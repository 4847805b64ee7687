//! A lazily-evaluated HTML templating and manipulation library.
//!
//! Trees of composable nodes (markup tags, literal text, deferred
//! lookups, conditionals, iterations, scoped context and named
//! fragments) are built once ahead of time and rendered any number of
//! times against different contexts:
//!
//! ```
//! use lazyhtml::{att, div, each, li, lookup, render, ul, Context};
//!
//! let tree = div([att("class", "users")],
//!                ul((), each(lookup("names"), "name",
//!                            li((), lookup("name").into_node()))));
//! let ctx = Context::new().with("names", vec!["ada".into(), "grace".into()]);
//! assert_eq!(render(&tree, &ctx).unwrap(),
//!            "<div class=\"users\"><ul><li>ada</li><li>grace</li></ul></div>");
//! ```
//!
//! Rendering never mutates the tree; the tree functions (`filter`,
//! `wrap`, `delete`, `replace` on [`Node`]) rewrite it between
//! renders.

pub mod attr;
pub mod context;
pub mod error;
pub mod escape;
pub mod format;
pub mod id;
pub mod lazy;
pub mod node;
mod render;
pub mod tags;

use anyhow::Result;

pub use attr::{att, attr_key, merge_attrs, opt_att, ToAttrs};
pub use context::{bind, Context, Value};
pub use error::{ErrorHandler, StructureError};
pub use escape::{escape, mark_safe, SafeString};
pub use format::{format, format_named, Format};
pub use id::html_id;
pub use lazy::{context_fn, lookup, resolve_lazy, resolve_lookup, ContextFn, Lazy,
               Thunk};
pub use node::{each, fragment, group, if_, if_else, raw, scope, text, Each,
               Element, Fragment, Group, If, Node, Scope, ToBody};
pub use tags::{element, ElementMeta};
#[doc(no_inline)]
pub use tags::*;

use render::{try_render_child, RenderState};

/// Non-breaking space.
pub const NBSP: &str = "\u{00A0}";

const DOCTYPE: &str = "<!DOCTYPE html>\n";

/// Serialize `root` against `context`. Rendering failures inside the
/// tree are reported through the context's error handler and appear
/// as inline diagnostic blocks in the output; see `crate::error`.
pub fn render(root: &Node, context: &Context) -> Result<String> {
    let mut out = String::new();
    render_into(root, context, &mut out)?;
    Ok(out)
}

/// Like [`render`], emitting into a caller-owned sink.
pub fn render_into(root: &Node, context: &Context, out: &mut String) -> Result<()> {
    let mut st = RenderState::new(None);
    try_render_child(root, context, &mut st, out)
}

/// Render only the named [`fragment`] of the tree; everything outside
/// it is suppressed, enclosing markup included. An unknown name
/// yields the empty string.
pub fn render_fragment(root: &Node, context: &Context, fragment: &str)
                       -> Result<String> {
    let mut out = String::new();
    let mut st = RenderState::new(Some(fragment));
    try_render_child(root, context, &mut st, &mut out)?;
    Ok(out)
}

/// Serialize a full document: doctype marker, then the tree.
pub fn render_document(root: &Node, context: &Context) -> Result<String> {
    let mut out = String::from(DOCTYPE);
    render_into(root, context, &mut out)?;
    Ok(out)
}

#[cfg(test)]
mod tests {
    use pretty_assertions::assert_eq;

    use super::*;

    macro_rules! t {
        ($tree:expr, $ctx:expr, $expected:expr) => {
            assert_eq!(render(&$tree, &$ctx).unwrap(), $expected);
        };
        ($tree:expr, $expected:expr) => {
            t!($tree, Context::new(), $expected);
        };
    }

    #[test]
    fn t_if() {
        t!(if_else(true, "true", "false"), "true");
        t!(if_else(false, "true", "false"), "false");
        t!(if_(false, "true"), "");
        t!(if_else(lookup("cond"), "true", "false"),
           Context::new().with("cond", false),
           "false");
    }

    #[test]
    fn t_iteration() {
        let tree = each(lookup("count"), "i", lookup("i").into_node());
        t!(tree, Context::new().with("count", 0..6), "012345");
        // The iterable can also be given directly.
        t!(each(0..6, "i", lookup("i").into_node()), "012345");
    }

    #[test]
    fn t_iteration_index() {
        let tree = each(lookup("xs"), "x",
                        group([lookup("x_index").into_node(),
                               text(":"),
                               lookup("x").into_node()]));
        let ctx = Context::new().with("xs", vec!["a".into(), "b".into()]);
        t!(tree, ctx, "0:a1:b");
    }

    #[test]
    fn t_iteration_over_string_is_guarded() {
        let tree = each(lookup("s"), "c", lookup("c").into_node());
        let out = render(&tree, &Context::new().with("s", "abc")).unwrap();
        assert!(out.contains("not iterable"));
    }

    #[test]
    fn t_scoped_context() {
        t!(scope([bind("additional", 42)], lookup("additional").into_node()),
           "42");
        t!(scope([bind("additional", 42)],
                 div((), lookup("additional").into_node())),
           "<div>42</div>");
        // The binding shadows an outer value inside the scope only;
        // siblings never see it.
        let tree = group([scope([bind("x", 42)], lookup("x").into_node()),
                          text("|"),
                          lookup("x").into_node()]);
        t!(tree, Context::new().with("x", 1), "42|1");
    }

    #[test]
    fn t_fragments() {
        let tree = div((), [fragment("redpill", div((), "RED!")),
                            fragment("bluepill", div((), "BLUE!"))]);
        let ctx = Context::new();
        assert_eq!(render(&tree, &ctx).unwrap(),
                   "<div><div>RED!</div><div>BLUE!</div></div>");
        assert_eq!(render_fragment(&tree, &ctx, "redpill").unwrap(),
                   "<div>RED!</div>");
        assert_eq!(render_fragment(&tree, &ctx, "bluepill").unwrap(),
                   "<div>BLUE!</div>");
        assert_eq!(render_fragment(&tree, &ctx, "greenpill").unwrap(), "");
    }

    #[test]
    fn t_fragment_behind_condition() {
        let tree = div((), if_(lookup("show"), fragment("inner", "found")));
        let ctx = Context::new().with("show", true);
        assert_eq!(render_fragment(&tree, &ctx, "inner").unwrap(), "found");
        let ctx = Context::new().with("show", false);
        assert_eq!(render_fragment(&tree, &ctx, "inner").unwrap(), "");
    }

    #[test]
    fn t_rendering_is_idempotent() {
        let tree = div([att("class", lookup("c"))],
                       each(lookup("xs"), "x", lookup("x").into_node()));
        let ctx = Context::new()
            .with("c", "k")
            .with("xs", vec![1.into(), 2.into()]);
        let first = render(&tree, &ctx).unwrap();
        let second = render(&tree, &ctx).unwrap();
        assert_eq!(first, second);
        assert_eq!(first, "<div class=\"k\">12</div>");
    }

    #[test]
    fn t_delete_affects_render() {
        let mut tree = div([att("title", if_(true, span((), "gone")))],
                           [span((), "x"), text("kept")]);
        tree.delete(|n, _| {
            matches!(n, Node::Element(e) if e.meta.tag_name == "span")
        });
        // Both the child span and the one nested inside the attribute
        // value are gone.
        assert_eq!(render(&tree, &Context::new()).unwrap(),
                   "<div>kept</div>");
    }

    #[test]
    fn t_document_doctype() {
        assert_eq!(render_document(&html((), ()), &Context::new()).unwrap(),
                   "<!DOCTYPE html>\n<html></html>");
    }

    #[test]
    fn t_lazy_leaf_escapes() {
        t!(div((), lookup("v").into_node()),
           Context::new().with("v", "<&>"),
           "<div>&lt;&amp;&gt;</div>");
        t!(div((), lookup("v").into_node()),
           Context::new().with("v", mark_safe("<b>ok</b>")),
           "<div><b>ok</b></div>");
    }

    #[test]
    fn t_nbsp() {
        assert_eq!(NBSP.as_bytes(), &[0xC2, 0xA0]);
    }
}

EXERCISE DETAILS.
Word for word, restate the whole of the material above.

OUTPUT OF THE TASK.
repository 4847805b64ee7687
//! A lazily-evaluated HTML templating and manipulation library.
//!
//! Trees of composable nodes (markup tags, literal text, deferred
//! lookups, conditionals, iterations, scoped context and named
//! fragments) are built once ahead of time and rendered any number of
//! times against different contexts:
//!
//! ```
//! use lazyhtml::{att, div, each, li, lookup, render, ul, Context};
//!
//! let tree = div([att("class", "users")],
//!                ul((), each(lookup("names"), "name",
//!                            li((), lookup("name").into_node()))));
//! let ctx = Context::new().with("names", vec!["ada".into(), "grace".into()]);
//! assert_eq!(render(&tree, &ctx).unwrap(),
//!            "<div class=\"users\"><ul><li>ada</li><li>grace</li></ul></div>");
//! ```
//!
//! Rendering never mutates the tree; the tree functions (`filter`,
//! `wrap`, `delete`, `replace` on [`Node`]) rewrite it between
//! renders.

pub mod attr;
pub mod context;
pub mod error;
pub mod escape;
pub mod format;
pub mod id;
pub mod lazy;
pub mod node;
mod render;
pub mod tags;

use anyhow::Result;

pub use attr::{att, attr_key, merge_attrs, opt_att, ToAttrs};
pub use context::{bind, Context, Value};
pub use error::{ErrorHandler, StructureError};
pub use escape::{escape, mark_safe, SafeString};
pub use format::{format, format_named, Format};
pub use id::html_id;
pub use lazy::{context_fn, lookup, resolve_lazy, resolve_lookup, ContextFn, Lazy,
               Thunk};
pub use node::{each, fragment, group, if_, if_else, raw, scope, text, Each,
               Element, Fragment, Group, If, Node, Scope, ToBody};
pub use tags::{element, ElementMeta};
#[doc(no_inline)]
pub use tags::*;

use render::{try_render_child, RenderState};

/// Non-breaking space.
pub const NBSP: &str = "\u{00A0}";

const DOCTYPE: &str = "<!DOCTYPE html>\n";

/// Serialize `root` against `context`. Rendering failures inside the
/// tree are reported through the context's error handler and appear
/// as inline diagnostic blocks in the output; see `crate::error`.
pub fn render(root: &Node, context: &Context) -> Result<String> {
    let mut out = String::new();
    render_into(root, context, &mut out)?;
    Ok(out)
}

/// Like [`render`], emitting into a caller-owned sink.
pub fn render_into(root: &Node, context: &Context, out: &mut String) -> Result<()> {
    let mut st = RenderState::new(None);
    try_render_child(root, context, &mut st, out)
}

/// Render only the named [`fragment`] of the tree; everything outside
/// it is suppressed, enclosing markup included. An unknown name
/// yields the empty string.
pub fn render_fragment(root: &Node, context: &Context, fragment: &str)
                       -> Result<String> {
    let mut out = String::new();
    let mut st = RenderState::new(Some(fragment));
    try_render_child(root, context, &mut st, &mut out)?;
    Ok(out)
}

/// Serialize a full document: doctype marker, then the tree.
pub fn render_document(root: &Node, context: &Context) -> Result<String> {
    let mut out = String::from(DOCTYPE);
    render_into(root, context, &mut out)?;
    Ok(out)
}

#[cfg(test)]
mod tests {
    use pretty_assertions::assert_eq;

    use super::*;

    macro_rules! t {
        ($tree:expr, $ctx:expr, $expected:expr) => {
            assert_eq!(render(&$tree, &$ctx).unwrap(), $expected);
        };
        ($tree:expr, $expected:expr) => {
            t!($tree, Context::new(), $expected);
        };
    }

    #[test]
    fn t_if() {
        t!(if_else(true, "true", "false"), "true");
        t!(if_else(false, "true", "false"), "false");
        t!(if_(false, "true"), "");
        t!(if_else(lookup("cond"), "true", "false"),
           Context::new().with("cond", false),
           "false");
    }

    #[test]
    fn t_iteration() {
        let tree = each(lookup("count"), "i", lookup("i").into_node());
        t!(tree, Context::new().with("count", 0..6), "012345");
        // The iterable can also be given directly.
        t!(each(0..6, "i", lookup("i").into_node()), "012345");
    }

    #[test]
    fn t_iteration_index() {
        let tree = each(lookup("xs"), "x",
                        group([lookup("x_index").into_node(),
                               text(":"),
                               lookup("x").into_node()]));
        let ctx = Context::new().with("xs", vec!["a".into(), "b".into()]);
        t!(tree, ctx, "0:a1:b");
    }

    #[test]
    fn t_iteration_over_string_is_guarded() {
        let tree = each(lookup("s"), "c", lookup("c").into_node());
        let out = render(&tree, &Context::new().with("s", "abc")).unwrap();
        assert!(out.contains("not iterable"));
    }

    #[test]
    fn t_scoped_context() {
        t!(scope([bind("additional", 42)], lookup("additional").into_node()),
           "42");
        t!(scope([bind("additional", 42)],
                 div((), lookup("additional").into_node())),
           "<div>42</div>");
        // The binding shadows an outer value inside the scope only;
        // siblings never see it.
        let tree = group([scope([bind("x", 42)], lookup("x").into_node()),
                          text("|"),
                          lookup("x").into_node()]);
        t!(tree, Context::new().with("x", 1), "42|1");
    }

    #[test]
    fn t_fragments() {
        let tree = div((), [fragment("redpill", div((), "RED!")),
                            fragment("bluepill", div((), "BLUE!"))]);
        let ctx = Context::new();
        assert_eq!(render(&tree, &ctx).unwrap(),
                   "<div><div>RED!</div><div>BLUE!</div></div>");
        assert_eq!(render_fragment(&tree, &ctx, "redpill").unwrap(),
                   "<div>RED!</div>");
        assert_eq!(render_fragment(&tree, &ctx, "bluepill").unwrap(),
                   "<div>BLUE!</div>");
        assert_eq!(render_fragment(&tree, &ctx, "greenpill").unwrap(), "");
    }

    #[test]
    fn t_fragment_behind_condition() {
        let tree = div((), if_(lookup("show"), fragment("inner", "found")));
        let ctx = Context::new().with("show", true);
        assert_eq!(render_fragment(&tree, &ctx, "inner").unwrap(), "found");
        let ctx = Context::new().with("show", false);
        assert_eq!(render_fragment(&tree, &ctx, "inner").unwrap(), "");
    }

    #[test]
    fn t_rendering_is_idempotent() {
        let tree = div([att("class", lookup("c"))],
                       each(lookup("xs"), "x", lookup("x").into_node()));
        let ctx = Context::new()
            .with("c", "k")
            .with("xs", vec![1.into(), 2.into()]);
        let first = render(&tree, &ctx).unwrap();
        let second = render(&tree, &ctx).unwrap();
        assert_eq!(first, second);
        assert_eq!(first, "<div class=\"k\">12</div>");
    }

    #[test]
    fn t_delete_affects_render() {
        let mut tree = div([att("title", if_(true, span((), "gone")))],
                           [span((), "x"), text("kept")]);
        tree.delete(|n, _| {
            matches!(n, Node::Element(e) if e.meta.tag_name == "span")
        });
        // Both the child span and the one nested inside the attribute
        // value are gone.
        assert_eq!(render(&tree, &Context::new()).unwrap(),
                   "<div>kept</div>");
    }

    #[test]
    fn t_document_doctype() {
        assert_eq!(render_document(&html((), ()), &Context::new()).unwrap(),
                   "<!DOCTYPE html>\n<html></html>");
    }

    #[test]
    fn t_lazy_leaf_escapes() {
        t!(div((), lookup("v").into_node()),
           Context::new().with("v", "<&>"),
           "<div>&lt;&amp;&gt;</div>");
        t!(div((), lookup("v").into_node()),
           Context::new().with("v", mark_safe("<b>ok</b>")),
           "<div><b>ok</b></div>");
    }

    #[test]
    fn t_nbsp() {
        assert_eq!(NBSP.as_bytes(), &[0xC2, 0xA0]);
    }
}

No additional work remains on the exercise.